Bis zu dem Teil mit dem Elemente aus der XML entfernen bin ich schon gekommen. Zumindest kann ich mir die gewünschten Elemente ausgeben lassen.

[HIGHLIGHT="Java"]public static final Source getResultXML(URL url) {
System.setProperty("javax.xml.parsers.DocumentBuilderFactory", "net.sf.saxon.dom.DocumentBuilderFactoryImpl");
        try {
            XPath xpath = net.sf.saxon.xpath.XPathFactoryImpl.newInstance(NamespaceConstant.OBJECT_MODEL_SAXON).newXPath();
            InputSource inputSrc = new InputSource(url.openStream());
            SAXSource saxSrc = new SAXSource(inputSrc);

            NodeInfo nodeInfo = ((XPathEvaluator) xpath).setSource(saxSrc);

            XPathExpression findElement = xpath.compile("//ELEMENTE//ELEMENT[@id=7048]");

            List matchedElements = (List) findElement.evaluate(nodeInfo, XPathConstants.NODESET);

            if(matchedElements != null) {
                for(Iterator iterator = matchedElements.iterator(); iterator.hasNext() {
                    NodeInfo line = (NodeInfo) iterator.next();
                    /*Node node = line.item(0);
                    node.getParentNode().removeChild(node);*/
                }
            }
            return saxSrc;
        }
        catch(IOException e) {
            e.printStackTrace();
        }
        catch(XPathFactoryConfigurationException e) {
            e.printStackTrace();
        }
        catch(XPathExpressionException e) {
            e.printStackTrace();
        }
        catch(XPathException e) {
            e.printStackTrace();
        }
        catch(ClassCastException e) {
            e.printStackTrace();
        }
}[/HIGHLIGHT]

[HIGHLIGHT="Java"]Source xmlSrc = XMLs.getResultXML(xmlURL);
TransformerFactory tfactory = TransformerFactory.newInstance();
                Transformer transformer = tfactory.newTransformer(new StreamSource(xslFile));

                transformer.transform(xmlSrc), new StreamResult(out));[/HIGHLIGHT]
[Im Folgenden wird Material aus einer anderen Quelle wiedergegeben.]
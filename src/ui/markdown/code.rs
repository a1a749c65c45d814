use pulldown_cmark::CodeBlockKind;
use ratatui::text::{Line, Span};

use crate::ui::theme::Theme;

pub(super) fn language_hint_from_codeblock_kind(kind: CodeBlockKind) -> String {
    match kind {
        CodeBlockKind::Indented => String::new(),
        CodeBlockKind::Fenced(info) => info.split_ascii_whitespace().next().unwrap_or("").into(),
    }
}

pub(super) fn push_codeblock_text(code_block_lines: &mut Vec<String>, text: &str) {
    for line in text.lines() {
        code_block_lines.push(line.replace('\t', "    "));
    }
}

fn plain_codeblock_lines(code_block_lines: &[String], theme: &Theme) -> Vec<Line<'static>> {
    let style = theme.md_codeblock_style();
    code_block_lines
        .iter()
        .map(|line| Line::from(Span::styled(line.clone(), style)))
        .collect()
}

/// Emits a finished code block: a label line naming the language (when one
/// was given) followed by the code, highlighted if possible.
pub(super) fn code_block_lines(
    code_block_lines: &[String],
    language: &str,
    syntax_enabled: bool,
    theme: &Theme,
) -> Vec<Line<'static>> {
    let mut out = Vec::with_capacity(code_block_lines.len() + 1);
    if !language.is_empty() {
        out.push(Line::from(Span::styled(
            format!(" {language} "),
            theme.md_code_label_style,
        )));
    }

    if code_block_lines.is_empty() {
        return out;
    }

    let highlighted = if syntax_enabled {
        crate::utils::syntax::highlight_code_block(language, &code_block_lines.join("\n"), theme)
    } else {
        None
    };
    out.extend(highlighted.unwrap_or_else(|| plain_codeblock_lines(code_block_lines, theme)));
    out
}
use std::{error::Error, io};

use ratatui::backend::CrosstermBackend;
use ratatui::crossterm::{
    event::{DisableBracketedPaste, DisableMouseCapture, EnableBracketedPaste, EnableMouseCapture},
    execute,
    terminal::{disable_raw_mode, enable_raw_mode, EnterAlternateScreen, LeaveAlternateScreen},
};
use ratatui::Terminal;

pub type ChatTerminal = Terminal<CrosstermBackend<io::Stdout>>;

pub fn setup_terminal() -> Result<ChatTerminal, Box<dyn Error>> {
    enable_raw_mode()?;

    let mut stdout = io::stdout();
    execute!(
        stdout,
        EnterAlternateScreen,
        EnableBracketedPaste,
        EnableMouseCapture
    )
    .inspect_err(|_| {
        let _ = disable_raw_mode();
    })?;

    let backend = CrosstermBackend::new(stdout);
    let terminal = Terminal::new(backend).inspect_err(|_| {
        let _ = disable_raw_mode();
    })?;

    Ok(terminal)
}

pub fn restore_terminal(terminal: &mut ChatTerminal) -> Result<(), Box<dyn Error>> {
    disable_raw_mode()?;
    execute!(
        terminal.backend_mut(),
        DisableMouseCapture,
        LeaveAlternateScreen,
        DisableBracketedPaste
    )?;
    terminal.show_cursor()?;
    Ok(())
}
Bin ich auf dem richtigen Weg? 
Und wie übergebe ich das Ergebnis an den Transformator?


Danke und Grüße
Zero


----------



## iwankoenig (4. Mrz 2009)

Onkel google schon gefragt?
https://vu.fernuni-hagen.de/lvuweb/...ial/ungetaktet/javainsel5/javainsel13_005.htm


----------



## zero (4. Mrz 2009)

Okay, vielleicht hab ich mich etwas zu einfach Ausgedrückt.

Ich möchte über Saxon einen XPath 2 Query auf die XML anwenden,
anschließend die Knoten, die ich als Ergebnis bekomme aus der Ursprungs-XML
entfernen und als neues XML Dokument zurückgeben.

Wichtig hierbei ist der Umweg über Saxon's XPath Engine, da ich XPath 2.0 unterstützung benötige.

Hat jemand einen Tip? Ich steh wirklich auf dem Schlauch.

P.S.: @iwankoenig: Die Seite kenn ich auch, sie hilft mir in meinem Fall aber leider nicht bzw. sehe ich nicht wie.


----------